I would assume that low Busco score is somehow related to this issue. Would be great if you can give me any suggestion on improving the quality of assembly - if it is possible. Thank you!
🦇Alexis M. Brown 🧬
@lexibrownbats_twitter

Hello! I absolutely love the ORP and have run it successfully with a lot of my reads. However, I'm running into quite the head scratcher for reads that are 75 bp long or less. The program documentation says you can specify your SPADES2_KMER=INT length, which I have done in the following lines:

MAKEDIR := $(dir $(firstword $(MAKEFILE_LIST)))
DIR := ${CURDIR}
CPU=16
BUSCO_THREADS=${CPU}
MEM=110
TRINITY_KMER=25
SPADES1_KMER=55
SPADES2_KMER=35
TRANSABYSS_KMER=32
RCORR := ${shell which rcorrector}

My reads are exactly 75 bp long, but changing the SPADES2_KMER flag does not resolve the issue. I still receive the following error:

IT LOOKS LIKE YOUR READS ARE NOT AT LEAST 75 BP LONG,
PLEASE EDIT YOUR COMMAND USING THE SPADES2_KMER=INT FLAGS,
SETTING THE ASSEMBLY KMER LENGTH LESS THAN YOUR READ LENGTH

/bin/bash: line 8: shell: command not found

I found a discussion about this on the github from 2019: macmanes-lab/Oyster_River_Protocol#17

Was this ever resolved/addressed? How can I get ORP to run for reads that are 75bp or less?
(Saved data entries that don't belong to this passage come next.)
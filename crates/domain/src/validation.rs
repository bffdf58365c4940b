use std::sync::LazyLock;

use atelier_core::Locale;
use regex::Regex;

use crate::field::{FieldDefinition, FieldType};
use crate::value::FieldValue;

static EMAIL_PATTERN: LazyLock<Option<Regex>> =
    LazyLock::new(|| Regex::new(r"^[^\s@]+@[^\s@]+\.[^\s@]+$").ok());

/// How a required bilingual field is judged.
#[derive(Debug, Clone, Copy, PartialEq, Eq)]
pub enum RequiredCheck {
    /// The named locale must carry content. Used when validating block data
    /// server side, one locale at a time.
    Locale(Locale),
    /// At least one locale must carry content. Used by the form renderer,
    /// which edits both locales at once. Empty lists also count as missing.
    AnyLocale,
}

/// Returns the error messages for one field value, in rule order:
/// required, number bounds, email, url, select membership.
///
/// Messages are phrased with the English label.
#[must_use]
pub fn field_errors(
    field: &FieldDefinition,
    value: Option<&FieldValue>,
    check: RequiredCheck,
) -> Vec<String> {
    let label = field.label().en.as_str();
    let mut errors = Vec::new();

    if field.is_required() && is_missing(field, value, check) {
        errors.push(format!("{label} is required"));
    }

    let Some(value) = value else {
        return errors;
    };

    match field.field_type() {
        FieldType::Number => {
            if let Some(number) = value.as_number() {
                if number.is_nan() {
                    errors.push(format!("{label} must be a valid number"));
                } else {
                    if let Some(min) = field.min_value()
                        && number < min
                    {
                        errors.push(format!("{label} must be at least {min}"));
                    }
                    if let Some(max) = field.max_value()
                        && number > max
                    {
                        errors.push(format!("{label} must be at most {max}"));
                    }
                }
            }
        }
        FieldType::Email => {
            if let Some(text) = non_empty_text(value)
                && !is_valid_email(text)
            {
                errors.push(format!("{label} must be a valid email address"));
            }
        }
        FieldType::Url => {
            if let Some(text) = non_empty_text(value)
                && !is_valid_url(text)
            {
                errors.push(format!("{label} must be a valid URL"));
            }
        }
        FieldType::Select => {
            if let Some(text) = non_empty_text(value)
                && !field
                    .select_options()
                    .iter()
                    .any(|option| option.value == text)
            {
                errors.push(format!("{label} must be one of the allowed options"));
            }
        }
        _ => {}
    }

    errors
}

/// Returns whether a string looks like `local@domain.tld`.
#[must_use]
pub fn is_valid_email(value: &str) -> bool {
    EMAIL_PATTERN
        .as_ref()
        .is_some_and(|pattern| pattern.is_match(value))
}

/// Returns whether a string is an absolute URL or a site-relative path.
#[must_use]
pub fn is_valid_url(value: &str) -> bool {
    value.starts_with('/') || url::Url::parse(value).is_ok()
}

fn is_missing(field: &FieldDefinition, value: Option<&FieldValue>, check: RequiredCheck) -> bool {
    let Some(value) = value else {
        return true;
    };

    match (field.is_bilingual(), check) {
        (true, RequiredCheck::Locale(locale)) => !value.has_locale_content(locale),
        (true, RequiredCheck::AnyLocale) => Locale::ALL
            .iter()
            .all(|locale| !value.has_locale_content(*locale)),
        (false, RequiredCheck::Locale(_)) => !value.is_truthy(),
        (false, RequiredCheck::AnyLocale) => !value.is_truthy() || value.is_empty_list(),
    }
}

fn non_empty_text(value: &FieldValue) -> Option<&str> {
    value.as_text().filter(|text| !text.is_empty())
}

#[cfg(test)]
mod tests {
    use atelier_core::{Locale, LocalizedText};
    use serde_json::json;

    use super::{RequiredCheck, field_errors, is_valid_email, is_valid_url};
    use crate::field::{FieldDefinition, FieldType, SelectOption};
    use crate::value::FieldValue;

    fn title() -> FieldDefinition {
        FieldDefinition::new("title", "Title", FieldType::Text)
            .bilingual()
            .required()
    }

    #[test]
    fn bilingual_required_checks_only_the_requested_locale() {
        let value = FieldValue::Localized(LocalizedText::new("Hello".to_owned(), String::new()));

        assert!(field_errors(&title(), Some(&value), RequiredCheck::Locale(Locale::En)).is_empty());
        assert_eq!(
            field_errors(&title(), Some(&value), RequiredCheck::Locale(Locale::Ar)),
            vec!["Title is required".to_owned()]
        );
        assert!(field_errors(&title(), Some(&value), RequiredCheck::AnyLocale).is_empty());
    }

    #[test]
    fn empty_list_is_missing_only_for_the_form_check() {
        let field = FieldDefinition::new("logos", "Logos", FieldType::Gallery).required();
        let value = FieldValue::List(Vec::new());

        assert!(field_errors(&field, Some(&value), RequiredCheck::Locale(Locale::En)).is_empty());
        assert_eq!(
            field_errors(&field, Some(&value), RequiredCheck::AnyLocale),
            vec!["Logos is required".to_owned()]
        );
    }

    #[test]
    fn number_bounds_are_inclusive() {
        let field = FieldDefinition::new("columns", "Columns", FieldType::Number)
            .min(1.0)
            .max(4.0);
        let check = RequiredCheck::AnyLocale;

        assert!(field_errors(&field, Some(&FieldValue::Number(1.0)), check).is_empty());
        assert!(field_errors(&field, Some(&FieldValue::Number(4.0)), check).is_empty());
        assert_eq!(
            field_errors(&field, Some(&FieldValue::Number(0.0)), check),
            vec!["Columns must be at least 1".to_owned()]
        );
        assert_eq!(
            field_errors(&field, Some(&FieldValue::Number(5.0)), check),
            vec!["Columns must be at most 4".to_owned()]
        );
        assert_eq!(
            field_errors(&field, Some(&FieldValue::Number(f64::NAN)), check),
            vec!["Columns must be a valid number".to_owned()]
        );
    }

    #[test]
    fn unset_number_skips_bounds() {
        let field = FieldDefinition::new("columns", "Columns", FieldType::Number).min(1.0);
        let value = FieldValue::Text(String::new());
        assert!(field_errors(&field, Some(&value), RequiredCheck::AnyLocale).is_empty());
    }

    #[test]
    fn email_and_url_formats() {
        assert!(is_valid_email("hello@studio.sa"));
        assert!(!is_valid_email("hello@studio"));
        assert!(!is_valid_email("he llo@studio.sa"));

        assert!(is_valid_url("https://studio.sa/work"));
        assert!(is_valid_url("/contact"));
        assert!(!is_valid_url("contact"));
    }

    #[test]
    fn select_value_must_be_declared() {
        let field = FieldDefinition::new("style", "Style", FieldType::Select)
            .options(vec![SelectOption::new("line", "Line")]);

        let value = FieldValue::from_json(&field, &json!("dots"));
        assert_eq!(
            field_errors(&field, Some(&value), RequiredCheck::AnyLocale),
            vec!["Style must be one of the allowed options".to_owned()]
        );
    }

    #[test]
    fn absent_optional_field_has_no_errors() {
        let field = FieldDefinition::new("ctaLink", "Link", FieldType::Url);
        assert!(field_errors(&field, None, RequiredCheck::Locale(Locale::En)).is_empty());
    }
}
Hoping to hear back!

marco91sol
@marco91sol
@macmanes Hi, is there the possibility to modify snap.rb and/or oyster.mk files in the docker container (with non-root privileges)?
Samuele Greco
@54mu
Hi, how does the unique genes count for the assembly work? Is it just the count of unique annotations in a diamond run against uniprot? id there a gene-to-transcript map being generated? how are the unannotated transcripts treated?
Karl
@KarlFetter
Hi @macmanes. I'm new to ORP and trying to install it on a hpc cluster. I'm able to download ORP from the git but make is failing. Right off the bat, the make gives me an error that Oyster_River_Protocol/software/anaconda/install/bin/conda/ doesn't exist. The Makefile starts off by setting the CONDAROOT = ${DIR}/software/anaconda/install/ but that dir doesn't exist. What am I missing here? I don't see the step where this dir is made. I made the dirs that were missing and tried make again. The paths in config.ini were made by the Makefile. E.g. Oyster_River_Protocol/software/anaconda/install/envs/orp_busco/bin/ wasn't made. Actually nothing after install/ was made. Any suggestions for how to install or start over? I'm doing this work on an HPC. Thanks for your help. I look forward to using ORP.